Keren Gueller in New Solo Show: Wet Collection
Visual Arts

Keren Gueller in New Solo Show: Wet Collection

Curator: Maya Bamberger

Gallery Talk and Catalog Launch: Saturday, 2.7.2022, 12pm

The "Wet Collection" series was photographed inside the department of fish in the national natural history collection at the Steinhardt Museum of Nature, Tel Aviv University. The marine and aquatic collection houses over 250,000 fish samples from Israel and abroad. The fish collection is an archive that allows tracking changes and deepening the research of the factors of change for the purposes of protecting the marine environment.

After an extended period of bureaucratic procedures vis-a-vis the gatekeepers of the archive, artist Keren Gueller was finally given permission to disturb the peace of the dead fish. In a cold room, lit by constant and stable fluorescent lighting, thousands of aquariums are arranged on a metal shelving system. The aquariums - glass jars, some of which have once been used for food storage - are filled with clear preservative liquid. The dead fish are compressed vertically in each jar, with a label containing details of the fish’s species. Most of the collection’s data have been digitized, but the physical bodies themselves are still preserved using the same techniques of the first ichthyologists.

The photographed library of fish is reminiscent of the library of one of the greatest fish researchers of the 20th century (and also a notorious supporter of racial purity), David Starr Jordan. Jordan used to go on research expeditions in bodies of water around the world. He would place the unidentified fish bodies he had collected in ethanol jars and attach a name tag to them. One morning, in 1906, an earthquake flung all the jars onto the floor, shattering the glass and separating the fish from their respective labels. Chaos! "His thousands meticulously named fish had transformed back into a heaping mass of the unknown," according to Lulu Miller who wrote the book Why Fish Don't Exist. Fish, as it came to be understood in the 1980s, are not a taxonomic category; they did not evolve from the same evolutionary source. They are grouped together only because to a person sorting groups of animals, they appear to be their own group.

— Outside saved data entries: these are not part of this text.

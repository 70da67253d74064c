//! Reconciliation orchestrator
//!
//! Sequences locator → parser → executors → recorder for one change event,
//! and hosts the controller loop that invokes the engine per event.

use std::sync::Arc;
use std::time::Duration;

use futures::StreamExt;
use kube::runtime::controller::{Action, Controller};
use kube::runtime::watcher::Config as WatcherConfig;
use kube::{Api, Client, ResourceExt};
use tracing::{debug, error, info, warn};

use crate::config::OperatorConfig;
use crate::crd::{ResourceModifier, DEFAULT_NAMESPACE};
use crate::directive::Directive;
use crate::error::{Error, Result};
use crate::executor::DirectiveExecutor;
use crate::locator::ResourceLocator;
use crate::status::StatusRecorder;
use crate::store::{KubeStore, ObjectStore};

/// Context data shared by all reconciliation passes.
pub struct Context {
    pub store: Arc<dyn ObjectStore>,
    pub requeue_interval: Duration,
    pub error_requeue_interval: Duration,
}

impl Context {
    pub fn new(store: Arc<dyn ObjectStore>, config: &OperatorConfig) -> Self {
        Self {
            store,
            requeue_interval: config.requeue_interval(),
            error_requeue_interval: config.error_requeue_interval(),
        }
    }
}

/// Terminal result of one reconciliation pass, for observability. Handled
/// business failures end up here, never in the `Err` channel.
#[derive(Debug, Clone, PartialEq, Eq)]
pub enum ReconcileOutcome {
    /// All directives applied; holds the reason of the last one, if any ran.
    Success { reason: Option<String> },
    /// The pass halted on a handled error, already recorded in the status.
    Failed { reason: String },
}

/// Runs one full pass for a descriptor: resolve the target, then apply each
/// directive in order, recording every outcome.
///
/// On any failure the remaining directives are skipped; directives already
/// applied are not rolled back. Only transport-level failures surface as
/// `Err` — the scheduling loop owns all retrying.
pub async fn reconcile_once(
    modifier: &ResourceModifier,
    ctx: &Context,
) -> Result<ReconcileOutcome> {
    let mut modifier = modifier.clone();
    if modifier.status.is_none() {
        modifier.status = Some(Default::default());
    }

    let locator = ResourceLocator::new(ctx.store.clone());
    let executor = DirectiveExecutor::new(ctx.store.clone());
    let recorder = StatusRecorder::new(ctx.store.clone());

    let mut target = match locator.locate(&modifier.spec.resource_data).await {
        Ok(target) => target,
        Err(err) => {
            warn!(error = %err, "unable to resolve target object");
            return fail(&recorder, &mut modifier, err).await;
        }
    };

    let annotations = modifier.spec.annotations.clone();
    let mut last_reason = None;

    for raw in &annotations {
        let directive = match Directive::parse(raw) {
            Ok(Some(directive)) => directive,
            Ok(None) => {
                warn!(directive = %raw, "ignoring unrecognized directive");
                continue;
            }
            Err(err) => {
                warn!(directive = %raw, error = %err, "directive failed to parse");
                return fail(&recorder, &mut modifier, err).await;
            }
        };

        match executor.apply(&mut target, &directive).await {
            Ok(reason) => {
                recorder.record_success(&mut modifier, reason).await?;
                last_reason = Some(reason.to_string());
            }
            Err(err) => {
                warn!(directive = %raw, error = %err, "directive execution failed");
                return fail(&recorder, &mut modifier, err).await;
            }
        }
    }

    Ok(ReconcileOutcome::Success {
        reason: last_reason,
    })
}

async fn fail(
    recorder: &StatusRecorder,
    modifier: &mut ResourceModifier,
    err: Error,
) -> Result<ReconcileOutcome> {
    let reason = err.to_string();
    recorder.record_error(modifier, &reason).await?;

    if err.is_transport() {
        return Err(err);
    }
    Ok(ReconcileOutcome::Failed { reason })
}

/// Reconciliation entry point wired into the controller.
pub async fn reconcile(modifier: Arc<ResourceModifier>, ctx: Arc<Context>) -> Result<Action> {
    let ns = modifier
        .namespace()
        .unwrap_or_else(|| DEFAULT_NAMESPACE.to_string());
    let name = modifier.name_any();

    info!("Reconciling ResourceModifier {}/{}", ns, name);

    match reconcile_once(&modifier, &ctx).await? {
        ReconcileOutcome::Success { reason } => {
            info!(
                "Successfully reconciled ResourceModifier {}/{}{}",
                ns,
                name,
                reason.map(|r| format!(": {r}")).unwrap_or_default()
            );
        }
        ReconcileOutcome::Failed { reason } => {
            warn!(
                "ResourceModifier {}/{} halted: {}",
                ns, name, reason
            );
        }
    }

    Ok(Action::requeue(ctx.requeue_interval))
}

/// Error handler for the controller; only transport failures land here.
fn error_policy(_modifier: Arc<ResourceModifier>, error: &Error, ctx: Arc<Context>) -> Action {
    error!("Reconciliation error: {:?}", error);
    Action::requeue(ctx.error_requeue_interval)
}

/// Start the ResourceModifier controller
pub async fn run_controller(client: Client, config: &OperatorConfig) -> Result<()> {
    let modifiers: Api<ResourceModifier> = Api::all(client.clone());
    let store = Arc::new(KubeStore::new(client, config.write_timeout()));
    let ctx = Arc::new(Context::new(store, config));

    info!("Starting ResourceModifier controller");

    Controller::new(modifiers, WatcherConfig::default())
        .run(reconcile, error_policy, ctx)
        .for_each(|res| async move {
            match res {
                Ok((obj, _action)) => {
                    debug!("Reconciled {:?}", obj);
                }
                Err(e) => {
                    warn!("Reconciliation failed: {:?}", e);
                }
            }
        })
        .await;

    Ok(())
}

Jordan, who had never given up trying to bring order to a chaotic world, reattached every name he remembered to each fish, stitching it directly on the fish's skin with needle and thread.

The large-scale photographs of the archive, replicating a meta-view from the outside - the "big picture" of human knowledge organizational structures - are pushed far back to the gallery's office. Behind the scenes.
On the space's walls, Gueller offers a different encounter with the archive and the fish - no longer the view of Man at the top of the hierarchy. The artist removed jars of fish from the shelves in order to photograph them in a professional setting that simulates a staged studio portrait. All are shown in close range, magnified in relation to the dimensions of the human body. A glimpse into eyes that could never meet our gaze through the three layers of glass separating us: the jar glass that preserves their bodies; the glass of the camera lens that has captured the material memory of the preserved life; and the frame's glass. A fish cemetery.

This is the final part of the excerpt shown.